Many bacterial pathogens have the ability to induce apoptosis in their hosts. It was previously shown that Nocardia asteroides strain GUH-2, a Gram-positive facultatively intracellular pathogen, is capable of inducing the apoptotic death of dopaminergic cells in the murine brain and in PC12 cells, a rat cell line. In this study, the apoptosis-inducing potential of N. asteroides GUH-2 was further explored using HeLa cells, a human epithelial cell line. HeLa cells were incubated for 5 h with live nocardiae, heat-killed bacteria, or unconcentrated nocardial culture filtrate, and changes to the cells were monitored. Consistent with the previous studies, N. asteroides GUH-2 induced DNA fragmentation and apoptosis in HeLa cells. Caspase activation and disruption of the mitochondrial membrane potential were also investigated to determine their roles in the induction of cell death. In all these experiments, significant changes were only induced by live nocardiae.

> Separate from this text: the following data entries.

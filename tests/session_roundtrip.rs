use snippetbook::formats::{ContentKind, HeadingType};
use snippetbook::{OutputSequence, ParagraphDraft, compile};

fn populated_session() -> anyhow::Result<OutputSequence> {
    let mut output = OutputSequence::new();

    output.append(&compile::chapter("chapter-03")?)?;
    let record = compile::heading(output.counters_mut(), "Origins", HeadingType::Main, "1")?;
    output.append(&record)?;
    let record = compile::heading(output.counters_mut(), "Roots", HeadingType::Sub, "no-prefix")?;
    output.append(&record)?;
    let record = compile::hints(output.counters_mut(), "Read slowly.")?;
    output.append(&record)?;
    output.append(&compile::page("45")?)?;

    let mut draft = ParagraphDraft::new("v1", "c03", "12");
    draft.add_snippet(ContentKind::Text, "அன்பு", None)?;
    draft.add_snippet(ContentKind::Italic, "love", None)?;
    draft.add_snippet(ContentKind::Verse, "1 Cor 13:4", Some("https://example.com/1cor13"))?;
    draft.add_snippet(ContentKind::Word, "agape", None)?;
    output.commit_paragraph(&mut draft)?;

    output.append(&compile::poem("poem-1", "Song", "first line\n\n  second line  ")?)?;
    output.append(&compile::image("https://example.com/figure.png")?)?;
    output.append(&compile::footer_passage("fp-1", "See appendix.")?)?;

    Ok(output)
}

#[test]
fn export_then_import_reproduces_sequence() -> anyhow::Result<()> {
    let original = populated_session()?;
    let exported = original.export()?;

    let mut reloaded = OutputSequence::new();
    let added = reloaded.import_str(&exported)?;

    assert_eq!(added, original.len());
    assert_eq!(reloaded.entries(), original.entries());
    assert_eq!(reloaded.render()?, exported);
    Ok(())
}

#[test]
fn exported_array_has_expected_records() -> anyhow::Result<()> {
    let exported = populated_session()?.export()?;
    let value: serde_json::Value = serde_json::from_str(&exported)?;

    let expected = serde_json::json!([
        {"type": "chapter", "value": "அத்தியாயம் – 03", "id": "chapter-03"},
        {"type": "heading", "value": "1. Origins", "id": "main-heading-1", "headingType": "main"},
        {"type": "heading", "value": "Roots", "id": "sub-heading-1", "headingType": "sub"},
        {"type": "hints", "value": "Read slowly.", "id": "hints-1"},
        {"type": "page", "value": "Page 045", "id": "page-045"},
        {"type": "paragraph", "id": "v1-c03-012", "content": [
            {"type": "text", "value": "அன்பு"},
            {"type": "italic", "value": "love"},
            {"type": "verse", "value": "1 Cor 13:4", "link": "https://example.com/1cor13"},
            {"type": "word", "value": "agape"}
        ]},
        {"type": "poem", "id": "poem-1", "title": "Song", "lines": [
            {"type": "line", "value": "first line"},
            {"type": "line", "value": "second line"}
        ]},
        {"type": "image", "src": "https://example.com/figure.png"},
        {"type": "footer_passage", "id": "fp-1", "value": "See appendix."}
    ]);
    assert_eq!(value, expected);
    Ok(())
}

#[test]
fn import_keeps_unknown_kinds_and_extra_fields() -> anyhow::Result<()> {
    let text = r#"[
  {
    "type": "heading",
    "value": "Old",
    "id": "main-heading-9",
    "headingType": "main",
    "reviewed": true
  },
  {
    "type": "sidebar",
    "id": "s1",
    "body": "kept"
  }
]"#;

    let mut output = OutputSequence::new();
    output.import_str(text)?;
    assert_eq!(output.render()?, text);
    Ok(())
}

#[test]
fn duplicate_ids_are_allowed() -> anyhow::Result<()> {
    let mut output = OutputSequence::new();
    output.append(&compile::page("7")?)?;
    output.append(&compile::page("7")?)?;
    assert_eq!(output.len(), 2);
    assert_eq!(output.entries()[0], output.entries()[1]);
    Ok(())
}

#[test]
fn rejected_batch_appends_nothing() -> anyhow::Result<()> {
    let mut output = populated_session()?;
    let before = output.entries().to_vec();

    for bad in [
        r#"{"type":"image","src":"a.png"}"#,
        r#"[{"type":"image"}]"#,
        r#"[{"type":"poem","id":"p1","title":"T","lines":[]}]"#,
        r#"[{"type":"image","src":"ok.png"},{"type":"paragraph","id":"x","content":[]}]"#,
    ] {
        assert!(output.import_str(bad).is_err(), "accepted {bad}");
        assert_eq!(output.entries(), before.as_slice());
    }
    Ok(())
}
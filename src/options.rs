//! Selectable option catalogs and input helpers the form layer offers to the author.

use serde::Serialize;

use crate::numbering::{pad3, parse_leading_int};

/// Heading-number token meaning "no numeric prefix".
pub const NO_HEADING_NUMBER: &str = "no-prefix";

pub const HEADING_NUMBER_MAX: u8 = 20;

pub const PAGE_MIN: i64 = 1;
pub const PAGE_MAX: i64 = 1000;

const VOLUME_COUNT: u8 = 7;
const CHAPTER_COUNT: u8 = 20;

#[derive(Debug, Clone, PartialEq, Eq, Serialize)]
pub struct SelectOption {
    pub id: String,
    pub label: String,
}

/// `v1`..`v7`, labelled `Volume 01`..`Volume 07`.
#[must_use]
pub fn volume_options() -> Vec<SelectOption> {
    (1..=VOLUME_COUNT)
        .map(|n| SelectOption {
            id: format!("v{n}"),
            label: format!("Volume {n:02}"),
        })
        .collect()
}

/// `c01`..`c20`, labelled `Chapter 01`..`Chapter 20`.
#[must_use]
pub fn chapter_options() -> Vec<SelectOption> {
    (1..=CHAPTER_COUNT)
        .map(|n| SelectOption {
            id: format!("c{n:02}"),
            label: format!("Chapter {n:02}"),
        })
        .collect()
}

/// `no-prefix` followed by `1`..`20`.
#[must_use]
pub fn heading_number_options() -> Vec<String> {
    std::iter::once(NO_HEADING_NUMBER.to_owned())
        .chain((1..=HEADING_NUMBER_MAX).map(|n| n.to_string()))
        .collect()
}

/// Every selectable option, in the order the form offers them.
#[derive(Debug, Clone, Serialize)]
pub struct Catalog {
    pub volumes: Vec<SelectOption>,
    pub chapters: Vec<SelectOption>,
    pub heading_numbers: Vec<String>,
}

#[must_use]
pub fn catalog() -> Catalog {
    Catalog {
        volumes: volume_options(),
        chapters: chapter_options(),
        heading_numbers: heading_number_options(),
    }
}

/// Keeps only ASCII digits, the way the page-number field filters keystrokes.
#[must_use]
pub fn digits_only(input: &str) -> String {
    input.chars().filter(char::is_ascii_digit).collect()
}

/// Live preview line shown under the page-number field. Non-digits are ignored, as in
/// [`crate::compile::page`].
#[must_use]
pub fn page_preview(input: &str) -> String {
    let digits = digits_only(input);
    if digits.is_empty() {
        return format!("Enter a page number ({PAGE_MIN}-{PAGE_MAX}).");
    }
    match parse_leading_int(&digits) {
        Some(n) if (PAGE_MIN..=PAGE_MAX).contains(&n) => format!("Formatted: Page {}", pad3(n)),
        _ => format!("Invalid: Must be a number between {PAGE_MIN}-{PAGE_MAX}."),
    }
}

#[cfg(test)]
mod tests {
    use super::*;

    #[test]
    fn catalogs_have_expected_bounds() {
        let volumes = volume_options();
        assert_eq!(volumes.len(), 7);
        assert_eq!(volumes[0].id, "v1");
        assert_eq!(volumes[6].label, "Volume 07");

        let chapters = chapter_options();
        assert_eq!(chapters.len(), 20);
        assert_eq!(chapters[0].id, "c01");
        assert_eq!(chapters[19].label, "Chapter 20");

        let numbers = heading_number_options();
        assert_eq!(numbers.len(), 21);
        assert_eq!(numbers[0], NO_HEADING_NUMBER);
        assert_eq!(numbers[1], "1");
        assert_eq!(numbers.last().map(String::as_str), Some("20"));
    }

    #[test]
    fn page_preview_reports_each_state() {
        assert_eq!(page_preview(""), "Enter a page number (1-1000).");
        assert_eq!(page_preview("12"), "Formatted: Page 012");
        assert_eq!(page_preview("1000"), "Formatted: Page 1000");
        assert_eq!(
            page_preview("0"),
            "Invalid: Must be a number between 1-1000."
        );
    }

    #[test]
    fn digits_only_strips_everything_else() {
        assert_eq!(digits_only("1a2-3 "), "123");
        assert_eq!(page_preview("p.45"), "Formatted: Page 045");
        assert_eq!(page_preview("abc"), "Enter a page number (1-1000).");
        assert_eq!(
            page_preview("1001"),
            "Invalid: Must be a number between 1-1000."
        );
    }

    #[test]
    fn catalog_serializes_as_yaml() -> anyhow::Result<()> {
        let yaml = serde_yaml::to_string(&catalog())?;
        assert!(yaml.contains("- id: v1\n  label: Volume 01\n"));
        assert!(yaml.contains("- id: c20\n  label: Chapter 20\n"));
        assert!(yaml.contains("- no-prefix\n"));
        Ok(())
    }
}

A recent publication demonstrated that systemic administration of proteasome inhibitors can induce a Parkinsonian syndrome in rats that includes intraneuronal inclusions and characteristic behavioral alterations. Similar effects have been observed in mice and monkeys infected with N. asteroides GUH-2. In addition, some reports have shown that proteasome inhibition causes apoptotic death of affected cells. We therefore investigated the ability of N. asteroides GUH-2 to inhibit proteasome activity. Proteasome activity was significantly reduced, suggesting that this mechanism may be involved in the induction of apoptosis by these bacteria.